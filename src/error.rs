// Copyright (C) 2026 Michael Wilson <mike@mdwn.dev>
//
// This program is free software: you can redistribute it and/or modify it under
// the terms of the GNU General Public License as published by the Free Software
// Foundation, version 3.
//
// This program is distributed in the hope that it will be useful, but WITHOUT
// ANY WARRANTY; without even the implied warranty of MERCHANTABILITY or FITNESS
// FOR A PARTICULAR PURPOSE. See the GNU General Public License for more details.
//
// You should have received a copy of the GNU General Public License along with
// this program. If not, see <https://www.gnu.org/licenses/>.
//

/// Errors raised by the voice engine and its configuration mutators.
///
/// None of these are fatal to the engine as a whole. Callers are expected to treat
/// `UnboundKey` and `MissingBuffer` as "nothing to play".
#[derive(Debug, thiserror::Error)]
pub enum Error {
    #[error("no voice is bound to key {0}")]
    UnboundKey(String),

    #[error("invalid {parameter} {value}: {reason}")]
    InvalidParameter {
        parameter: &'static str,
        value: f64,
        reason: &'static str,
    },

    #[error("voice has no sample assigned")]
    MissingBuffer,

    #[error("no keyboard named {0}")]
    UnknownKeyboard(String),

    #[error("a keyboard named {0} already exists")]
    DuplicateKeyboard(String),

    #[error("keyboard {0} is the current keyboard")]
    KeyboardInUse(String),

    #[error("output rejected playback: {0}")]
    Output(String),
}

impl Error {
    /// Shorthand for building an `InvalidParameter` error.
    pub(crate) fn invalid(parameter: &'static str, value: f64, reason: &'static str) -> Error {
        Error::InvalidParameter {
            parameter,
            value,
            reason,
        }
    }
}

What to do: Could you retype all of the records above exactly as they appear?

Solution to the problem:
filename src/error.rs
// Copyright (C) 2026 Michael Wilson <mike@mdwn.dev>
//
// This program is free software: you can redistribute it and/or modify it under
// the terms of the GNU General Public License as published by the Free Software
// Foundation, version 3.
//
// This program is distributed in the hope that it will be useful, but WITHOUT
// ANY WARRANTY; without even the implied warranty of MERCHANTABILITY or FITNESS
// FOR A PARTICULAR PURPOSE. See the GNU General Public License for more details.
//
// You should have received a copy of the GNU General Public License along with
// this program. If not, see <https://www.gnu.org/licenses/>.
//

/// Errors raised by the voice engine and its configuration mutators.
///
/// None of these are fatal to the engine as a whole. Callers are expected to treat
/// `UnboundKey` and `MissingBuffer` as "nothing to play".
#[derive(Debug, thiserror::Error)]
pub enum Error {
    #[error("no voice is bound to key {0}")]
    UnboundKey(String),

    #[error("invalid {parameter} {value}: {reason}")]
    InvalidParameter {
        parameter: &'static str,
        value: f64,
        reason: &'static str,
    },

    #[error("voice has no sample assigned")]
    MissingBuffer,

    #[error("no keyboard named {0}")]
    UnknownKeyboard(String),

    #[error("a keyboard named {0} already exists")]
    DuplicateKeyboard(String),

    #[error("keyboard {0} is the current keyboard")]
    KeyboardInUse(String),

    #[error("output rejected playback: {0}")]
    Output(String),
}

impl Error {
    /// Shorthand for building an `InvalidParameter` error.
    pub(crate) fn invalid(parameter: &'static str, value: f64, reason: &'static str) -> Error {
        Error::InvalidParameter {
            parameter,
            value,
            reason,
        }
    }
}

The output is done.